Argument structure
Are animals able to form sentences that can be said to be homologs or analogs of what one finds in human language; in particular, do they have the ability to acquire an argument structure? We will say that an argument structure is built around a predication where there is a verb (or predicate) having at least one (nominal) argument.
Kanzi developed two kinds of productive combining: The first concerneda lexigram to specify an action (e.g. tickle), subsequently a pointing gesture was used to specify the agent. Savage-Rumbaugh and Lewin (1994: 161) found that Kanzi’s ‘‘rule’’ of action first, using lexigrams, and agent second, using gestures, represented the opposite order of the spoken English that was used around him all the time, and they argue that this fact provides strong evidence for creative productivity in this animal. One might argue, however, that this deviance from the model that Kanzi was exposed to could be due to the different modalities that were recruited by the animal. Nevertheless, this ‘‘rule’’ appears to have been productive: Once Kanzi had learned the action–object ‘‘rule’’, he appears to have extended it to new situations. Such a situation obtained, for example, when Kanzi asked someone to play tickle-ball, meaning to tickle him by rubbing the ball all over his body. In this new combination, he followed exactly the ordering he had demonstrated earlier (Savage-Rumbaugh and Lewin 1994: 159).
A second kind of combining arrangement that Kanzi acquired was putting together two action units, such as tickle-bite, which he himself had created—caretakers almost never used such combinations (Savage Rumbaugh and Lewin 1994: 161). Kanzi produced almost exclusively only two elements in a proposition; in the rendering of the authors concerned (Greenfield and Savage-Rumbaugh 1990; Kako 1999: 9), he comprehended ‘‘both the words and their relations to one another’’, as well as the influence of the action (‘‘verb’’) meaning on the argument (‘‘thematic role’’)—in other words, he appeared to have the ability to understand the nature of an elementary one-argument proposition.

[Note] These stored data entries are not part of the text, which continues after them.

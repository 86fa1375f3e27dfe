//! Entry form: edits a draft book in create or edit mode.

use eframe::egui;
use shared::{
    dates,
    domain::{Book, BookField},
    error::ValidationError,
};

pub enum FormAction {
    Submit(Book),
    Cancel,
}

#[derive(Default)]
pub struct EntryForm {
    draft: Book,
    synced_revision: Option<u64>,
    error: Option<ValidationError>,
}

impl EntryForm {
    pub fn new() -> Self {
        Self::default()
    }

    pub fn draft(&self) -> &Book {
        &self.draft
    }

    pub fn error(&self) -> Option<&ValidationError> {
        self.error.as_ref()
    }

    /// Re-initializes the draft whenever the controller's selection changed
    /// since the last sync. A selection fills the draft (date narrowed to
    /// `YYYY-MM-DD`); no selection resets it to empty defaults.
    pub fn sync_selection(&mut self, selected: Option<&Book>, revision: u64) {
        if self.synced_revision == Some(revision) {
            return;
        }
        self.synced_revision = Some(revision);
        match selected {
            Some(book) => {
                self.draft = Book {
                    published_date: dates::to_input_value(&book.published_date),
                    ..book.clone()
                };
                self.error = None;
            }
            None => self.reset(),
        }
    }

    pub fn reset(&mut self) {
        self.draft = Book::default();
        self.error = None;
    }

    pub fn update_field(&mut self, field: BookField, value: String) {
        *self.draft.field_mut(field) = value;
        if self.error.as_ref().map(ValidationError::field) == Some(field) {
            self.error = None;
        }
    }

    /// Builds the save payload. In edit mode that is the whole draft,
    /// identifier included; in create mode only the descriptive fields.
    /// The draft itself is left untouched until the save is confirmed.
    pub fn submit(&mut self, editing: bool) -> Result<Book, ValidationError> {
        if let Err(err) = self.draft.validate() {
            tracing::debug!(field = %err.field(), "form submission blocked: {err}");
            self.error = Some(err.clone());
            return Err(err);
        }
        self.error = None;
        Ok(if editing {
            self.draft.clone()
        } else {
            Book::from(self.draft.descriptive_fields())
        })
    }

    pub fn show(&mut self, ui: &mut egui::Ui, editing: bool, saving: bool) -> Option<FormAction> {
        let mut action = None;

        ui.vertical_centered(|ui| {
            ui.heading(if editing { "Edit Book" } else { "Add New Book" });
        });
        ui.separator();
        ui.add_space(6.0);

        for field in BookField::ALL {
            ui.label(egui::RichText::new(field.label()).strong());
            let hint = match field {
                BookField::PublishedDate => "YYYY-MM-DD".to_string(),
                other => format!("Enter {}", other.wire_name()),
            };
            let mut value = self.draft.field(field).to_string();
            let response = ui.add(
                egui::TextEdit::singleline(&mut value)
                    .id_salt(field.wire_name())
                    .hint_text(hint)
                    .desired_width(f32::INFINITY),
            );
            if response.changed() {
                self.update_field(field, value);
            }
            if let Some(err) = self.error().filter(|err| err.field() == field) {
                ui.colored_label(ui.visuals().error_fg_color, err.to_string());
            }
            ui.add_space(4.0);
        }

        ui.add_space(8.0);
        ui.horizontal(|ui| {
            let submit_label = if editing { "Update Book" } else { "Add Book" };
            if ui
                .add_enabled(!saving, egui::Button::new(submit_label))
                .clicked()
            {
                if let Ok(payload) = self.submit(editing) {
                    action = Some(FormAction::Submit(payload));
                }
            }
            if editing && ui.button("Cancel").clicked() {
                action = Some(FormAction::Cancel);
            }
        });

        action
    }
}
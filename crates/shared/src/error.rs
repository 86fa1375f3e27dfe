use thiserror::Error;

use crate::domain::BookField;

/// Submission-time checks on a draft book.
#[derive(Debug, Clone, PartialEq, Eq, Error)]
pub enum ValidationError {
    #[error("{} is required", .0.label())]
    MissingField(BookField),
    #[error("published date '{0}' is not a valid YYYY-MM-DD date")]
    InvalidDate(String),
}

impl ValidationError {
    pub fn field(&self) -> BookField {
        match self {
            ValidationError::MissingField(field) => *field,
            ValidationError::InvalidDate(_) => BookField::PublishedDate,
        }
    }
}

An understanding of distinctions in participant roles has also been observed in other Pan species. The chimpanzee Dar was observed to vary the place of articulation of his signs to include agents, locations, and instruments (Rimpau, Gardner, and Gardner 1989; Casey and Kluender 1998). And the chimpanzee Sarah is said to have learned to distinguish between case functions (‘‘subject’’ vs. ‘‘object’’): Premack (1976: 322) says that Sarah comprehended ‘name of’ when it was used as part of an accusative phrase although, in all of her previous experience, it was confined to the nominative phrase. She was equally successful in transferring the quantifiers from the nominative phrase in which they were taught her to the accusative phrase in which they were later presented. For example, she had been trained to produce sentences of the form ‘Some cracker is round,’ ‘All cracker is PL square,’ etc., and later performed correctly when instructed ‘Sarah take some cracker,’ etc. Thus, although both ‘name of’ and the quantifiers were learned originally as parts of ‘‘nominative phrases’’, she comprehended them when she later experienced them as part of ‘‘accusative phrases’’. The problem with some animals is that the possible link between syntactic position and thematic role is not always clear: Are the animals able to predict some semantic properties of arguments from syntactic information?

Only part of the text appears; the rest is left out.